## [TASK STATEMENT]
A line counts if it contains the word "tracing" at least once. State how many such lines the records contain, giving the number alone.

*** Opening RECORDS SUPPLIED ***

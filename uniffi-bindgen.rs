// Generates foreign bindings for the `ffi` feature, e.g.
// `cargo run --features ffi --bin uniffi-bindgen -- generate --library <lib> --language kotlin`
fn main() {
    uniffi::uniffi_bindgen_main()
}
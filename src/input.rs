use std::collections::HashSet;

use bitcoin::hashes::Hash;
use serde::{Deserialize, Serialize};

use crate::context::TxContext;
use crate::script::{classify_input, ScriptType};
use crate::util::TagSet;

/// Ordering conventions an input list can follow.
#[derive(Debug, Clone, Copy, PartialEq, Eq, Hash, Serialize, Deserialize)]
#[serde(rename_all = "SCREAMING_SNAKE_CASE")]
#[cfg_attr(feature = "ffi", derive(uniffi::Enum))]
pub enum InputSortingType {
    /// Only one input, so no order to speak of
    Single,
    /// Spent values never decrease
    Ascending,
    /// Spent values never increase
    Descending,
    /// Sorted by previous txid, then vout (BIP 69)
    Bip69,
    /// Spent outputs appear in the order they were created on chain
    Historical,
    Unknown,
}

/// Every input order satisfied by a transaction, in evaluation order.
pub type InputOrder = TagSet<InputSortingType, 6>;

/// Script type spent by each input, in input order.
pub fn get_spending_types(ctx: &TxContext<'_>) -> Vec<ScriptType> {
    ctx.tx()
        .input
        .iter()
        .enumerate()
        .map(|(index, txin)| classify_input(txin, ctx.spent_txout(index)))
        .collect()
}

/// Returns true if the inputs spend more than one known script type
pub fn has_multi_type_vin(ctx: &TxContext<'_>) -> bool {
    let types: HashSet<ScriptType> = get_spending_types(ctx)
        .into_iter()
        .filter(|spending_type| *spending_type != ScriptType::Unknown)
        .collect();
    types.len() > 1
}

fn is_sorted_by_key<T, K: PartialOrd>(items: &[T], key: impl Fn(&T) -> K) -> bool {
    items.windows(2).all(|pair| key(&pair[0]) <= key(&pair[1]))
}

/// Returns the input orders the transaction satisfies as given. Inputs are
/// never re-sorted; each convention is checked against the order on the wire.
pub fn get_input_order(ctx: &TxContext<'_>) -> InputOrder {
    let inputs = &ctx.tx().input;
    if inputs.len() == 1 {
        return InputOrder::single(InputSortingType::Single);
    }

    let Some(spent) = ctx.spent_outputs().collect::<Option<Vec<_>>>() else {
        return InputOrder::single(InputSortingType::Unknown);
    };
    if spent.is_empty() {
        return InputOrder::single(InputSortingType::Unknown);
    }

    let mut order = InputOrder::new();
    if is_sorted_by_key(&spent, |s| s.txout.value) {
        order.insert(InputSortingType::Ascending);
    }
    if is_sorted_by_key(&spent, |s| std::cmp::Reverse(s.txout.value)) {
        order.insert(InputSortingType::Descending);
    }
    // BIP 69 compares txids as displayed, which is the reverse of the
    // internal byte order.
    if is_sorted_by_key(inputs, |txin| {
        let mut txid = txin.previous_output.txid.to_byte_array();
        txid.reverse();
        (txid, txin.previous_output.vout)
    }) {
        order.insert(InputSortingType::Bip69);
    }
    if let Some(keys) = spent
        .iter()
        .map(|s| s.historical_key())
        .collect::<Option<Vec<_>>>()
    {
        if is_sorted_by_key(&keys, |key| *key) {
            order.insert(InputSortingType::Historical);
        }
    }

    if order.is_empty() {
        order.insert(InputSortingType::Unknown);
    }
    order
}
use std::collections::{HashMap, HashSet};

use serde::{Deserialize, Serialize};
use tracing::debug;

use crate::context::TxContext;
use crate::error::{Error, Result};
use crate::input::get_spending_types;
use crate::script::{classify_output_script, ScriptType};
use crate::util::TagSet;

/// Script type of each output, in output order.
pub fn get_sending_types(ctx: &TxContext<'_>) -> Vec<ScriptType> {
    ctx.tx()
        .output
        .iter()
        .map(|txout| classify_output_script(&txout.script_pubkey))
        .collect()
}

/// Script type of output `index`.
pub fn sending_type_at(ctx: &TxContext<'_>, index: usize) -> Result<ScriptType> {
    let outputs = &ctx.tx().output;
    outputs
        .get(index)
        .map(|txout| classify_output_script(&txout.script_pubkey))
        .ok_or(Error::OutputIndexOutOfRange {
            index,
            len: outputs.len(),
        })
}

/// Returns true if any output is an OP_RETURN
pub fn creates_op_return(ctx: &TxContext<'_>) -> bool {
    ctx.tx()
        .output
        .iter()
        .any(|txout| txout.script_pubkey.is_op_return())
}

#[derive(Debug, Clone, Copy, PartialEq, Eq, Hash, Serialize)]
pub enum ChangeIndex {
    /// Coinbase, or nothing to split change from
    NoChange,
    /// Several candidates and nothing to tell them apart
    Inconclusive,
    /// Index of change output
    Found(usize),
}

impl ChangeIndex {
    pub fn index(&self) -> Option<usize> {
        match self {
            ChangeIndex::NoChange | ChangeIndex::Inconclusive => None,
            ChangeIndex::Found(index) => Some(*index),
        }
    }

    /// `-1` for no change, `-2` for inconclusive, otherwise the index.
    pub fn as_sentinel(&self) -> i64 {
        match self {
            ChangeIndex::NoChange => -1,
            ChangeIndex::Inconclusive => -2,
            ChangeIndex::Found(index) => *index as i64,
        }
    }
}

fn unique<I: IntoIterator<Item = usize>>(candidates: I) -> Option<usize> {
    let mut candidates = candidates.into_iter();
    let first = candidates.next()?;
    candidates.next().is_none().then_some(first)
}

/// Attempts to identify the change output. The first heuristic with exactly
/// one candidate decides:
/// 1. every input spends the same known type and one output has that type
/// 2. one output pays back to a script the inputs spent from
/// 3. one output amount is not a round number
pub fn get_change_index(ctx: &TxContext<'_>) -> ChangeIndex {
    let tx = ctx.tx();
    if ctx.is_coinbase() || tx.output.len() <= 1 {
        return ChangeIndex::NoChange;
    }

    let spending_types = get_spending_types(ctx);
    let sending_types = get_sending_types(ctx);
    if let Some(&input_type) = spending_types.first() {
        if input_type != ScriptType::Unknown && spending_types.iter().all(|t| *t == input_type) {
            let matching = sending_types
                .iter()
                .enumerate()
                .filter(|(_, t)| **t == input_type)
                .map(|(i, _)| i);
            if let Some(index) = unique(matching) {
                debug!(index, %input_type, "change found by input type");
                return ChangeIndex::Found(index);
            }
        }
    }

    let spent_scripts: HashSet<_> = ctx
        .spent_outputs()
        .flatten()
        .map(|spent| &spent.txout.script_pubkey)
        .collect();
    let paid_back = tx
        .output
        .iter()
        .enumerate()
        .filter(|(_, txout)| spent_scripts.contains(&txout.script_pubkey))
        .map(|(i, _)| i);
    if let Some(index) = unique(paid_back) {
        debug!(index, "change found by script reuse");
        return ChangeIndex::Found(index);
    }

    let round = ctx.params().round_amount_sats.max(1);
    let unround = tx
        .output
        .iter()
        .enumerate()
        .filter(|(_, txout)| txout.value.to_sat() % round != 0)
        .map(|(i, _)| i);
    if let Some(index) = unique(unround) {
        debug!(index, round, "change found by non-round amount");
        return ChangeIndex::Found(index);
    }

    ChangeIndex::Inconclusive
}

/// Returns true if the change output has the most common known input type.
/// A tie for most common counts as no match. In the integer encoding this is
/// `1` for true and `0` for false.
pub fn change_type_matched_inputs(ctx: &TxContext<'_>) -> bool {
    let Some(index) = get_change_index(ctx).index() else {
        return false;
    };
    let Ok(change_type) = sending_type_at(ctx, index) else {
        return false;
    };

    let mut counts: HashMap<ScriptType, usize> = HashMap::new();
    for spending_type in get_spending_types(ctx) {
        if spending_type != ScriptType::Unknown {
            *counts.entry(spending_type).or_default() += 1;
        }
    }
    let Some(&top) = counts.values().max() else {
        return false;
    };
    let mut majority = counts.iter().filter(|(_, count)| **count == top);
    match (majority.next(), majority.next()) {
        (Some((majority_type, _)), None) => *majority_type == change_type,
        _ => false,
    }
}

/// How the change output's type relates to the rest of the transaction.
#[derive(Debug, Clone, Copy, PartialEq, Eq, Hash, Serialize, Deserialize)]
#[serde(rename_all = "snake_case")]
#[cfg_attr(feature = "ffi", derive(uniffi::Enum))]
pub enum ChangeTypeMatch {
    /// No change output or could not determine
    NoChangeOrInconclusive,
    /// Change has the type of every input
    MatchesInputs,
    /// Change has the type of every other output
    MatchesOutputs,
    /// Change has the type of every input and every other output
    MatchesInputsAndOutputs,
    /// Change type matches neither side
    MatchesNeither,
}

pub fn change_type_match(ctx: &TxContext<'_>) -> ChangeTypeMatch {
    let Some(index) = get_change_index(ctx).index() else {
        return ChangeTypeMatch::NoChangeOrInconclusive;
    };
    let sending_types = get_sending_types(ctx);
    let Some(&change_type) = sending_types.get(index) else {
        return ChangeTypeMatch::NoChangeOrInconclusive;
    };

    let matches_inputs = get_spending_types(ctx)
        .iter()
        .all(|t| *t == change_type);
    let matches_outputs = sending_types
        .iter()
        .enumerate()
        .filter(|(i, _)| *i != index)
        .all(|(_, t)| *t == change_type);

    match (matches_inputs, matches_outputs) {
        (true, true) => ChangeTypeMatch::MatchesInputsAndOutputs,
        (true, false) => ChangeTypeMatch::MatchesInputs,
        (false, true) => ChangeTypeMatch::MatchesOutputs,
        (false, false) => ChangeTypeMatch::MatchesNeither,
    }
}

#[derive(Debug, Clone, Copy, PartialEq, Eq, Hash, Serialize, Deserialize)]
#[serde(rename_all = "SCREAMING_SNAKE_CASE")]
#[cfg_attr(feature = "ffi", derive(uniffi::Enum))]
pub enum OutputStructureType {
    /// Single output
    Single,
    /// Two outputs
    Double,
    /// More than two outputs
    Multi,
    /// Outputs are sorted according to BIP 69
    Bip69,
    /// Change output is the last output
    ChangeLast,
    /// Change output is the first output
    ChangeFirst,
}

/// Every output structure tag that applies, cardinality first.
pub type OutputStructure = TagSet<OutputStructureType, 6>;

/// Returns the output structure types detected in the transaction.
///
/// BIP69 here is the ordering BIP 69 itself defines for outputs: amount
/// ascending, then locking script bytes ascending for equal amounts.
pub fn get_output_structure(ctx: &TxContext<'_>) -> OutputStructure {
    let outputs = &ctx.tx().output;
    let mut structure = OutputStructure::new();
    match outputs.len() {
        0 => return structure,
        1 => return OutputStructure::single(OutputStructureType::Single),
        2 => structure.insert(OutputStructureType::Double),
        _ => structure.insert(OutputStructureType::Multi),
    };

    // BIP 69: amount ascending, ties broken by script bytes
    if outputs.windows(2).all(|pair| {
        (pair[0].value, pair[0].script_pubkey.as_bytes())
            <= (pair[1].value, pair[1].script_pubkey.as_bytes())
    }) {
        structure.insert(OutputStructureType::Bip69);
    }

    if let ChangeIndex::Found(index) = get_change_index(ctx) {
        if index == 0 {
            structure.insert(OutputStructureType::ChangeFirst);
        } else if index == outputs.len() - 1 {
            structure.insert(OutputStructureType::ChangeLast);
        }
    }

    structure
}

*** Closing RECORDS SUPPLIED ***
*** Opening RECORDS SUPPLIED ***

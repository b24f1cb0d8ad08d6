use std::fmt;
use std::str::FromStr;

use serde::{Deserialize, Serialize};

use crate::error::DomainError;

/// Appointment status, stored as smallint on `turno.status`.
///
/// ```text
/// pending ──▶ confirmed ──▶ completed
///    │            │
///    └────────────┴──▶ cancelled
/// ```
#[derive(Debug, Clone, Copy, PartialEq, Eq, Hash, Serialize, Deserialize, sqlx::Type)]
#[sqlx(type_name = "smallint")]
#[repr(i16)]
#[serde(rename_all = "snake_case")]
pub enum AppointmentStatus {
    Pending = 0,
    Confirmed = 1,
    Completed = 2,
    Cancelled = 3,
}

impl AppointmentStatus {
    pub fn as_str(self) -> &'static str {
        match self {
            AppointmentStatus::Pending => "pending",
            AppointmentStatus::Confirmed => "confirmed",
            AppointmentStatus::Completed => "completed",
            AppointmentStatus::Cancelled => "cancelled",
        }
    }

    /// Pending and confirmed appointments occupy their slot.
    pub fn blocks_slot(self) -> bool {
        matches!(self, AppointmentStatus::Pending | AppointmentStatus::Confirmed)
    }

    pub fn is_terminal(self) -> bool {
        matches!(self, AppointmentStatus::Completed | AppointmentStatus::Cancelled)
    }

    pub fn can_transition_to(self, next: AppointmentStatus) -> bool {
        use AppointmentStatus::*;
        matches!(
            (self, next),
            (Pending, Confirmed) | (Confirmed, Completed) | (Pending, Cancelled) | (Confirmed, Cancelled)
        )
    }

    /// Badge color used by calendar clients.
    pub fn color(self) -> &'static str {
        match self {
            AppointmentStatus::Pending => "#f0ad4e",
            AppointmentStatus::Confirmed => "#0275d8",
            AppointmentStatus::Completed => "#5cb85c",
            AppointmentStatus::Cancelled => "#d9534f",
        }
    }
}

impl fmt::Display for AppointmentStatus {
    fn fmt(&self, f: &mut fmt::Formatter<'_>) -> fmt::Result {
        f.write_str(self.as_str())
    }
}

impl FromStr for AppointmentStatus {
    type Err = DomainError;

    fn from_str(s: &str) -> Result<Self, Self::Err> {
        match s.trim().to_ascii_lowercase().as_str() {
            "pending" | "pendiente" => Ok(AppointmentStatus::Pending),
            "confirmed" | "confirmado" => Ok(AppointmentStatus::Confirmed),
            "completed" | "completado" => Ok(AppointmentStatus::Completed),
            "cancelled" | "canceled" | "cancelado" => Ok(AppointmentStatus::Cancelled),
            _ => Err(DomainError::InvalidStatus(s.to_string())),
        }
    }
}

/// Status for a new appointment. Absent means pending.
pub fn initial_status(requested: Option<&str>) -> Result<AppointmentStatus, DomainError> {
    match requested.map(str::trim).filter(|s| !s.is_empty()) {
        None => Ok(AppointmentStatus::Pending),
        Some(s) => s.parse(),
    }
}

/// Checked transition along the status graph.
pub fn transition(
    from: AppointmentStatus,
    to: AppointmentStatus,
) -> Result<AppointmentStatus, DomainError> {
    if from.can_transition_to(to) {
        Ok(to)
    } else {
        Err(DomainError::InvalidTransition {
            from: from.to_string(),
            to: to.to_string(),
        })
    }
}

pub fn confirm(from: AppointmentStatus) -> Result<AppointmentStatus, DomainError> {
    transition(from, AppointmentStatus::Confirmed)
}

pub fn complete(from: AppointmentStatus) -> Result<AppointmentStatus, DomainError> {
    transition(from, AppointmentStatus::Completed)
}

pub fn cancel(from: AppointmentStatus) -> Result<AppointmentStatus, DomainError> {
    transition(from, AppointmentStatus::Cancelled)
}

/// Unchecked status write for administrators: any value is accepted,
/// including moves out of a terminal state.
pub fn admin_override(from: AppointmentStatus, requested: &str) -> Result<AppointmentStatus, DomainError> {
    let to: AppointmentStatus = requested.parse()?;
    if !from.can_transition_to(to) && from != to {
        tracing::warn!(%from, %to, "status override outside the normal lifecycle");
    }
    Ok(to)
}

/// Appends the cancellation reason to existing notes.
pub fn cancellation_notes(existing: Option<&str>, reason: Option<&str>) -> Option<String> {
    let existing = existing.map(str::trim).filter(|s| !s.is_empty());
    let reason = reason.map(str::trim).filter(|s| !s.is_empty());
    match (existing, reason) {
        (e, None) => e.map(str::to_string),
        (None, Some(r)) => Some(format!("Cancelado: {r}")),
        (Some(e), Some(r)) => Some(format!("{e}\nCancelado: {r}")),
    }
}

*** Closing RECORDS SUPPLIED ***

## [RESPONSE TO THE TASK]
2